To be clear, though, there's still a lot we don't know about our sense of taste, Spackman says. One thing we do know is that food preferences are highly malleable. From the moment we're born—and possibly even before—a complex set of cultural, emotional, biological and even genetic factors are working to make some of us think, say, hoppy IPAs are delicious, but tarantula kabobs are not.

That means some poor souls will never like coffee—even with cream, sugar and a hefty dose of social pressure. Taste, for most of us, is a three-equation variable, Spackman says. The first variable is your physiological makeup, which is part genetics. A 2006 study found that identical twins (which come from the same egg) had more similar tastes between siblings than fraternal twin pairs (two eggs). How many taste buds you have and their sensitivity to certain chemical compounds also varies from person to person. Life choices, like smoking, can alter your sense of taste, too. And even non-smokers can expect to have certain flavors dull as they age (especially, it turns out, if you're a man).

The next variable is where you grew up. From the moment you slide into this cruel world, what you're fed matters. A 2002 study found that the type of formula you're fed as an infant (soy versus dairy versus hydrolysate) helps determine which flavors of juice you'll gravitate towards years after you take your last sip.

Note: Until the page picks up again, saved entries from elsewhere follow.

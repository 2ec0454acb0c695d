//! Configuration loading and management

use super::schema::Config;
use super::validate::validate_config;
use serde_json::Value;
use std::path::{Path, PathBuf};

/// Configuration loader
pub struct ConfigLoader {
    config_dir: PathBuf,
}

impl ConfigLoader {
    /// Create a new config loader with the default config directory
    pub fn new() -> Self {
        let config_dir = dirs::home_dir()
            .map(|h| h.join(".charla"))
            .unwrap_or_else(|| PathBuf::from(".charla"));

        Self { config_dir }
    }

    /// Create a new config loader with a custom config directory
    pub fn with_dir<P: AsRef<Path>>(dir: P) -> Self {
        Self {
            config_dir: dir.as_ref().to_path_buf(),
        }
    }

    /// Load configuration from file and environment
    pub fn load(&self) -> crate::Result<Config> {
        let config_path = self.config_dir.join("config.json");

        // missing sections and fields fall back to their serde defaults
        let from_file = if config_path.exists() {
            let content = std::fs::read_to_string(&config_path)?;
            serde_json::from_str(&content)?
        } else {
            Config::default()
        };

        let mut merged = serde_json::to_value(from_file)?;
        apply_alias_overrides(&mut merged);
        apply_path_overrides(&mut merged);

        let config: Config = serde_json::from_value(merged)?;
        validate_config(&config)?;
        Ok(config)
    }

    /// Save configuration to file
    pub fn save(&self, config: &Config) -> crate::Result<()> {
        std::fs::create_dir_all(&self.config_dir)?;
        let config_path = self.config_dir.join("config.json");
        let content = serde_json::to_string_pretty(config)?;
        std::fs::write(&config_path, content)?;
        Ok(())
    }

    /// Get the config directory path
    pub fn config_dir(&self) -> &Path {
        &self.config_dir
    }
}

impl Default for ConfigLoader {
    fn default() -> Self {
        Self::new()
    }
}

/// Keys whose env values are taken verbatim, even when they parse as JSON
const STRING_KEYS: &[&str] = &["api_key", "system_prompt", "model", "api_base"];

/// Later entries win; empty values are skipped.
const ALIASES: &[(&str, &str, &str)] = &[
    ("VITE_ANTHROPIC_API_KEY", "provider", "api_key"),
    ("ANTHROPIC_API_KEY", "provider", "api_key"),
    ("ANTHROPIC_BASE_URL", "provider", "api_base"),
];

fn set_field(config: &mut Value, section: &str, key: &str, value: Value) {
    if let Some(section) = config.get_mut(section).and_then(Value::as_object_mut) {
        section.insert(key.to_string(), value);
    }
}

fn apply_alias_overrides(config: &mut Value) {
    for &(env_key, section, key) in ALIASES {
        match std::env::var(env_key) {
            Ok(value) if !value.trim().is_empty() => {
                set_field(config, section, key, Value::String(value));
            }
            _ => {}
        }
    }
}

/// `CHARLA__<SECTION>__<KEY>=value`, e.g. `CHARLA__CHAT__MAX_TOKENS=512`
fn apply_path_overrides(config: &mut Value) {
    const PREFIX: &str = "CHARLA__";
    for (name, raw) in std::env::vars() {
        let Some(path) = name.strip_prefix(PREFIX) else {
            continue;
        };
        let path = path.to_ascii_lowercase();
        let Some((section, key)) = path.split_once("__") else {
            continue;
        };

        let value = if STRING_KEYS.contains(&key) {
            Value::String(raw)
        } else {
            serde_json::from_str(&raw).unwrap_or(Value::String(raw))
        };
        set_field(config, section, key, value);
    }
}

As the decades go by, cultural baggage piles on: "Humans around the world have really strong cultural taboos around food," Spackman says, which is why Americans go gaga for curdled, aged milk (cheese) but won't even think about eating most organ meats.

Finally, there's the emotional connections we form with foods. Remember that time you got food poisoning, and now whatever you ate before you started hurling is ruined for you? That's your emotional associations kicking in, Spackman says. This can work the other way, too. "Sometimes things taste better when shared with friends," she adds. Even freeze-dried chili, which you'd never eat at home, tastes downright gourmet when eaten next to a campfire.

Which brings us back to coffee. Sure, you probably (hopefully) didn't get engaged in your local coffee shop, and it probably doesn't hold a single specific wonderful memory. But it's a warm spot on a rainy day, and a blast of cool air conditioning in the heat of summer. It's where you've met up with friends a million times, and slunk to on workdays when your boss was being a jerk. And so, even though you may have hated coffee once upon a time, you now find yourself returning again and again, smiling at the barista and saying, "The usual, please."